Comencé a contar primaveras y me encontré con la suya. Marzo de 1959. A Lord Byron lo enamoró la tez morena, el ovalado rostro, la mirada de hembra de unos ojos de ensueño, y sobre todo el pelo y la enorme trenza que con ellos se hacían las mujeres gaditanas. Así era ella. Gaditana. Del núcleo de la catedral. Más castiza imposible. Y así la conocí. Negro traje y negro abrigo, porque había una ausencia en el recuerdo. Prosodia castellana - de colegio de huérfanos de la capital de España - con “quejío” andaluz hacían de su voz un efluvio de sonidos de timbre tan suave como el gorgoteo de una fuente encantada. Belleza y elegancia, sobreelevadas por un precioso zapato de tacón.
A aquella primavera citada, yo le saqué el mayor porcentaje de felicidad que he vivido. El suelo carecía de solidez, era como una malla por la que caminaba a saltos de júbilo. El aire tenía aroma de golosina para unos pulmones que vivían un dulce amanecer. El corazón tenía el ritmo apresurado que acompaña al enamorado. El alma se forjó un mundo de ilusión y encanto en el que sólo había cabida para dos personas, hombre y mujer a los que el amor debía unir. Ocurrió. Recuerdo con nostalgia una luminosidad en las corolas de las flores que nunca más he vuelto a notar.
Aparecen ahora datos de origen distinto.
//! JSON envelope shared by every endpoint: `{ "success": true, "data": ... }` on success and
//! `{ "success": false, "error": "..." }` on failure.

use axum::http::StatusCode;
use axum::response::{IntoResponse, Response};
use axum::Json;
use serde::Serialize;

#[derive(Debug, Serialize)]
struct Envelope<T> {
    success: bool,
    #[serde(skip_serializing_if = "Option::is_none")]
    data: Option<T>,
    #[serde(skip_serializing_if = "Option::is_none")]
    error: Option<String>,
}

pub fn success<T: Serialize>(status: StatusCode, data: T) -> Response {
    let body = Envelope {
        success: true,
        data: Some(data),
        error: None,
    };
    (status, Json(body)).into_response()
}

pub fn failure(status: StatusCode, message: impl Into<String>) -> Response {
    let body: Envelope<()> = Envelope {
        success: false,
        data: None,
        error: Some(message.into()),
    };
    (status, Json(body)).into_response()
}
//! Document control for QHSE and ship-to-ship transfer operations.
//!
//! The crate models every reviewable form (drill plans, audits, vendor approvals, near-miss
//! reports, ...) as one generic document with a kind-specific catalog entry, and exposes axum
//! routers for the HTTP service in `services/api`.

pub mod config;
pub mod envelope;
pub mod error;
pub mod telemetry;
pub mod workflows;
Va a terminar esta última primavera. Año 2020. Entre ambas estaciones el largo camino de la vida, complejo, cromático en ocasiones, lúgubre ante las sepulturas. Con aciertos que se olvidan con más facilidad que las lentes de un investigador y con errores que hacen amistad crónica y no se separan jamás de tu existencia. Pero ella, mi profesión y mis hijos eran la trinidad - que al igual que la Divina - jamás debemos apartar de nuestras vidas.
Esta primavera en el ocaso de mi vida era inimaginable, pero se ha hecho realidad. La hemos pasado aquella niña gaditana y yo, recluidos en nuestro cuarto de estar, ahora transformado en celda de castigo, donde ni siquiera los hijos podían acercarse y sólo a través de ventanales y rejas podíamos observarlos. Sentados frente a un televisor de información altamente engañosa, enfrentamientos insultantes entre aquellos de los que esperan soluciones y programas que no son como se quiere indicar “basuras” sino que están bien dirigidos para tronchar todo tipo de valores que puedan enaltecer la calidad humana, haciendo de submediocres, figuras de barro con pedestal desprovisto de alma, vendida a buen precio a las cadenas televisivas. Sólo nos quedaban - porque es imposible de hurtar - los gestos y las miradas que sustituían a unas caricias que ahora se veían con el mismo estupor que el tridente de un demonio. El miedo a morir en las condiciones que han acompañado a los pobres ancianos producía escalofrío y pánico, como nunca antes habíamos sentido. Mi experiencia médica insistía en que el grosor de los errores alcanzaron tanta importancia como volumen.
Culpables. Sí, los hay. Los primeros los que expandieron la pandemia, los orientales, que con su parecer totalitario, informaron y tomaron medidas arbitrarias y escasamente fiables. Después los gobiernos de naciones más desarrolladas, que creyeron tener el armamento suficiente para destruir de un sólo golpe cualquier crecimiento viral. No estuvo tampoco a la altura que cabía esperar nuestro gobierno. Se equivocaron. Deben de reconocerlo. Los engañaron. Deben de reconocerlo. Fueron soberbios y altaneros. Deben reconocerlo. Despreciaron la ayuda e ideas que podían proporcionarles los grupos opositores a los que respaldaban la mitad de la población de este país. No fueron la representación de todos los españoles. España de izquierda y derecha. La primera como siempre demuestra que sus mejores argumentos los tiene en la calle, las ideas revolucionarias, las consignas reivindicativas y las presencias en medios visuales, algunas veces insufribles y demagógicas. Los segundo son nulos en estas actuaciones y quizás su fuerza está en una mejor capacidad administradora y una diferente interpretación de la economía, que no siempre tiene que ser de distribución de la pobreza.
Mientras tanto y ahora que empezamos a librarnos de la terrible pandemia, el pueblo español sigue pensando para cuándo el acuerdo/fusión de ambos extremos, que podría dar lugar a un ser humano bastante más eficaz. Pero la primavera política no existe, o al menos sus flores han sido sustituidas por el resentimiento, la envidia o el odio que han conseguido ensombrecer completamente aquel colorido que nos hizo tener recuerdos tan bellos.